Evrim Yazgin
Cosmos science journalist
The search for water on other planets often starts when images reveal channels and canyons, or perhaps what look like seabeds on Earth.
But several different processes can lead to meandering channels appearing on the surface of Earth. They could be made by the bending of a river, lava melting through rock, or water cleaving through ice.
But not all these channels are made equal, according to descriptions in new research published in the journal Geology.
The researchers analysed thousands of bends in rivers and ice channels on Earth, as well as ice channels carved into the surface of the Moon.
The results could help explain the origins of formations seen on other planets and moons.
In rivers, for example, water goes faster around the outer edges of a bend. This is due to centrifugal forces – these are not real forces but are motions resulting from rotation. The outward motion you feel when going around a corner in a car is another example of a centrifugal force.
Water erodes the outer edge of a river bend and deposits sediments due to centrifugal forces.
This is different to thermal erosion such as in volcanic and ice channels where the bends are carved out through melting. These processes also don’t deposit sediment, meaning that the only changes in these channels are along the outer edge and the bends themselves are smaller.
Thermally eroded channels also have a greater number of accentuated bends downstream.
“This distinction sets up a great natural experiment for us to see if the shape, or size, of bends in rivers is distinct from those in volcanic or ice channels,” says co-author Tim Goudge, from the University of Texas (UT) in the US.
Initially, the team thought that it was an analysis error that led to the conclusion that river bends are comparatively larger than other channels.
“It wasn’t until the parameters for the code we had set for the volcanic channels on the Moon kept failing for the rivers on Earth that we realised, oh, that’s not a fault of the code – it’s an intrinsically different amplitude,” says co-author Juan Vasquez, also at UT.
On Earth, geologists can use several methods to determine what caused the carving of specific channels.
For one, the presence of running water is a sure sign that you’re looking at a river or stream.
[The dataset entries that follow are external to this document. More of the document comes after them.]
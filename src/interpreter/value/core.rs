use std::{
    cell::{Ref, RefCell, RefMut},
    rc::Rc,
};

use crate::{
    ast::{Expr, LiteralValue},
    error::RuntimeError,
    interpreter::{
        evaluator::{builtin::Builtin, core::EvalResult},
        value::environment::Environment,
    },
};

/// The runtime kind of a value.
///
/// Lists record the kind of their elements as their content type, and every
/// element must match it.
#[derive(Debug, Copy, Clone, PartialEq, Eq, Hash)]
pub enum ValueKind {
    /// `Value::Int`
    Int,
    /// `Value::Bool`
    Bool,
    /// `Value::String`
    String,
    /// `Value::List`
    List,
    /// Closures and builtins.
    Function,
}

impl std::fmt::Display for ValueKind {
    fn fmt(&self, f: &mut std::fmt::Formatter<'_>) -> std::fmt::Result {
        let name = match self {
            Self::Int => "Int",
            Self::Bool => "Bool",
            Self::String => "String",
            Self::List => "List",
            Self::Function => "Function",
        };
        write!(f, "{name}")
    }
}

/// Represents a runtime value in the interpreter.
///
/// Lists are reference values: cloning a `Value::List` shares the underlying
/// storage, so the in-place list operations are visible through every clone.
#[derive(Debug, Clone)]
pub enum Value {
    /// A 64-bit signed integer.
    Int(i64),
    /// A boolean value (`true` or `false`).
    /// Produced by `==` and `ListIsEmpty`, consumed by `if` and `ListFilter`.
    Bool(bool),
    /// A string.
    String(String),
    /// A mutable, homogeneous list.
    List(Rc<ListValue>),
    /// A user-defined function together with its captured environment.
    Closure(Rc<Closure>),
    /// A native function from the builtin registry.
    Builtin(Builtin),
}

impl Value {
    /// Creates a list value from its content type and elements.
    ///
    /// The caller is responsible for `items` matching `content_type`.
    ///
    /// ## Example
    /// ```
    /// use lamb::interpreter::value::core::{Value, ValueKind};
    ///
    /// let list = Value::list(ValueKind::Int, vec![Value::Int(1), Value::Int(2)]);
    /// assert_eq!(list.to_string(), "List[1, 2]");
    /// ```
    #[must_use]
    pub fn list(content_type: ValueKind, items: Vec<Self>) -> Self {
        Self::List(Rc::new(ListValue::new(content_type, items)))
    }

    /// Returns the runtime kind of the value.
    #[must_use]
    pub const fn kind(&self) -> ValueKind {
        match self {
            Self::Int(_) => ValueKind::Int,
            Self::Bool(_) => ValueKind::Bool,
            Self::String(_) => ValueKind::String,
            Self::List(_) => ValueKind::List,
            Self::Closure(_) | Self::Builtin(_) => ValueKind::Function,
        }
    }

    /// Converts the value to `i64`, or returns an error if not an integer.
    ///
    /// # Parameters
    /// - `context`: What needed the integer, for the error message.
    /// - `line`: Source code line number for error reporting.
    pub fn as_int(&self, context: &str, line: usize) -> EvalResult<i64> {
        match self {
            Self::Int(n) => Ok(*n),
            _ => Err(self.mismatch(context, "Int", line)),
        }
    }

    /// Converts the value to `bool`, or returns an error if not boolean.
    ///
    /// Used for `if` conditions and filter predicates.
    pub fn as_bool(&self, context: &str, line: usize) -> EvalResult<bool> {
        match self {
            Self::Bool(b) => Ok(*b),
            _ => Err(self.mismatch(context, "Bool", line)),
        }
    }

    /// Borrows the string, or returns an error if the value is not a string.
    pub fn as_str(&self, context: &str, line: usize) -> EvalResult<&str> {
        match self {
            Self::String(s) => Ok(s),
            _ => Err(self.mismatch(context, "String", line)),
        }
    }

    /// Returns a shared handle to the list, or an error if the value is not
    /// a list.
    pub fn as_list(&self, context: &str, line: usize) -> EvalResult<Rc<ListValue>> {
        match self {
            Self::List(list) => Ok(Rc::clone(list)),
            _ => Err(self.mismatch(context, "List", line)),
        }
    }

    /// Returns an error unless the value can be applied to an argument.
    pub fn expect_function(&self, context: &str, line: usize) -> EvalResult<()> {
        match self {
            Self::Closure(_) | Self::Builtin(_) => Ok(()),
            _ => Err(self.mismatch(context, "a function", line)),
        }
    }

    fn mismatch(&self, context: &str, expected: &str, line: usize) -> RuntimeError {
        RuntimeError::TypeMismatch { context: context.to_string(),
                                     expected: expected.to_string(),
                                     found: self.kind(),
                                     line }
    }
}

impl PartialEq for Value {
    /// Scalars compare by value and lists by content type and elements.
    /// Functions are only equal to themselves.
    fn eq(&self, other: &Self) -> bool {
        match (self, other) {
            (Self::Int(a), Self::Int(b)) => a == b,
            (Self::Bool(a), Self::Bool(b)) => a == b,
            (Self::String(a), Self::String(b)) => a == b,
            (Self::List(a), Self::List(b)) => {
                Rc::ptr_eq(a, b)
                || (a.content_type == b.content_type && *a.items() == *b.items())
            },
            (Self::Closure(a), Self::Closure(b)) => Rc::ptr_eq(a, b),
            (Self::Builtin(a), Self::Builtin(b)) => a == b,
            _ => false,
        }
    }
}

impl From<i64> for Value {
    fn from(v: i64) -> Self {
        Self::Int(v)
    }
}

impl From<bool> for Value {
    fn from(v: bool) -> Self {
        Self::Bool(v)
    }
}

impl From<&str> for Value {
    fn from(v: &str) -> Self {
        Self::String(v.to_string())
    }
}

impl From<String> for Value {
    fn from(v: String) -> Self {
        Self::String(v)
    }
}

impl From<&LiteralValue> for Value {
    fn from(lit: &LiteralValue) -> Self {
        match lit {
            LiteralValue::Integer(n) => (*n).into(),
            LiteralValue::Bool(b) => (*b).into(),
            LiteralValue::String(s) => s.as_str().into(),
        }
    }
}

impl std::fmt::Display for Value {
    fn fmt(&self, f: &mut std::fmt::Formatter<'_>) -> std::fmt::Result {
        match self {
            Self::Int(n) => write!(f, "{n}"),
            Self::Bool(b) => write!(f, "{b}"),
            Self::String(s) => write!(f, "\"{s}\""),
            Self::List(list) => {
                write!(f, "List[")?;

                for (index, value) in list.items().iter().enumerate() {
                    if index > 0 {
                        write!(f, ", ")?;
                    }

                    write!(f, "{value}")?;
                }

                write!(f, "]")
            },
            Self::Closure(closure) => write!(f, "<closure \\{}>", closure.param),
            Self::Builtin(builtin) => write!(f, "<builtin {}>", builtin.name()),
        }
    }
}

/// The storage behind a `Value::List`.
///
/// The content type is fixed when the list is created; the elements live in a
/// `RefCell` so that operations like `ListAppend` can mutate them in place.
#[derive(Debug)]
pub struct ListValue {
    content_type: ValueKind,
    items:        RefCell<Vec<Value>>,
}

impl ListValue {
    /// Creates list storage from its content type and elements.
    #[must_use]
    pub const fn new(content_type: ValueKind, items: Vec<Value>) -> Self {
        Self { content_type,
               items: RefCell::new(items) }
    }

    /// The kind every element of the list has.
    #[must_use]
    pub const fn content_type(&self) -> ValueKind {
        self.content_type
    }

    /// Borrows the elements.
    pub fn items(&self) -> Ref<'_, Vec<Value>> {
        self.items.borrow()
    }

    /// Mutably borrows the elements.
    ///
    /// The borrow must not be held while user code runs, since that code may
    /// read the same list.
    pub(crate) fn items_mut(&self) -> RefMut<'_, Vec<Value>> {
        self.items.borrow_mut()
    }

    /// Copies the current elements out of the list.
    #[must_use]
    pub fn snapshot(&self) -> Vec<Value> {
        self.items.borrow().clone()
    }

    /// Number of elements.
    #[must_use]
    pub fn len(&self) -> usize {
        self.items.borrow().len()
    }

    /// Whether the list has no elements.
    #[must_use]
    pub fn is_empty(&self) -> bool {
        self.items.borrow().is_empty()
    }
}

/// A function value: a binder, a body and the environment the lambda was
/// evaluated in.
///
/// The captured environment is fixed at creation with one exception:
/// `let rec` rebinds it once, through [`Closure::bind_self`], so the function
/// can see its own name.
pub struct Closure {
    /// The parameter name.
    pub param: String,
    /// The body expression.
    pub body:  Rc<Expr>,
    env:       RefCell<Environment>,
}

impl Closure {
    /// Creates a closure over `env`.
    #[must_use]
    pub const fn new(env: Environment, param: String, body: Rc<Expr>) -> Self {
        Self { param,
               body,
               env: RefCell::new(env) }
    }

    /// Returns the captured environment.
    ///
    /// Environments are persistent, so the returned copy shares its
    /// structure with the closure's own.
    #[must_use]
    pub fn environment(&self) -> Environment {
        self.env.borrow().clone()
    }

    /// Extends the captured environment in place with `name` bound to
    /// `value`.
    ///
    /// Only recursive `let` calls this, with the closure itself as `value`.
    /// That makes the closure reachable from its own environment, a reference
    /// cycle that is never freed.
    pub(crate) fn bind_self(&self, name: &str, value: Value) {
        let extended = self.env.borrow().extend(name, value);
        *self.env.borrow_mut() = extended;
    }
}

impl std::fmt::Debug for Closure {
    // The environment is left out: after `let rec` it contains the closure.
    fn fmt(&self, f: &mut std::fmt::Formatter<'_>) -> std::fmt::Result {
        f.debug_struct("Closure")
         .field("param", &self.param)
         .field("body", &self.body)
         .finish_non_exhaustive()
    }
}
/// The evaluator module executes AST nodes and computes results.
///
/// The evaluator walks the tree produced by the parser in a persistent
/// environment, creating closures for lambdas and applying them with strict,
/// lexically scoped call-by-value semantics.
///
/// # Responsibilities
/// - Evaluates every expression form, including `let rec`.
/// - Runs the list operations and the builtin functions.
/// - Reports runtime errors such as unbound variables, type mismatches and
///   out-of-range indices.
pub mod evaluator;
/// The lexer module tokenizes source code for further parsing.
///
/// The lexer reads the raw source text and produces a stream of tokens paired
/// with their line numbers: keywords, type names, list operations, literals,
/// identifiers, operators and punctuation.
///
/// # Responsibilities
/// - Converts the input characters into tokens with one token of lookahead.
/// - Tracks line numbers for diagnostics.
/// - Reports unterminated strings and unexpected characters.
pub mod lexer;
/// The parser module builds the abstract syntax tree (AST) from tokens.
///
/// Atoms and keyword forms are parsed by recursive descent; binary operators
/// by precedence climbing over a fixed binding-power table.
///
/// # Responsibilities
/// - Converts tokens into `Expr` nodes that carry their source line.
/// - Checks list literals for a single element kind.
/// - Reports syntax errors with the line they occurred on.
pub mod parser;
/// The value module defines the runtime data types for evaluation.
///
/// Integers, booleans, strings, mutable homogeneous lists, closures and
/// builtins, together with the persistent environment closures capture.
pub mod value;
But in the absence of a fluid, other geological signs can be fingerprints to determining what kind of process led to the channel’s formation.
Such analysis is much harder to do on objects millions of kilometres away, such as Mars or Saturn’s moon Titan.
“There are these sinuous channels on the sides of Martian volcanoes,” Goudge says. “Some people have interpreted them as volcanic channels, and some people have interpreted them as rivers that formed when maybe snowpack on the top of the volcano melted.
“We’re saying that because volcanic channel bends are so distinct, you can measure those channels to find out.”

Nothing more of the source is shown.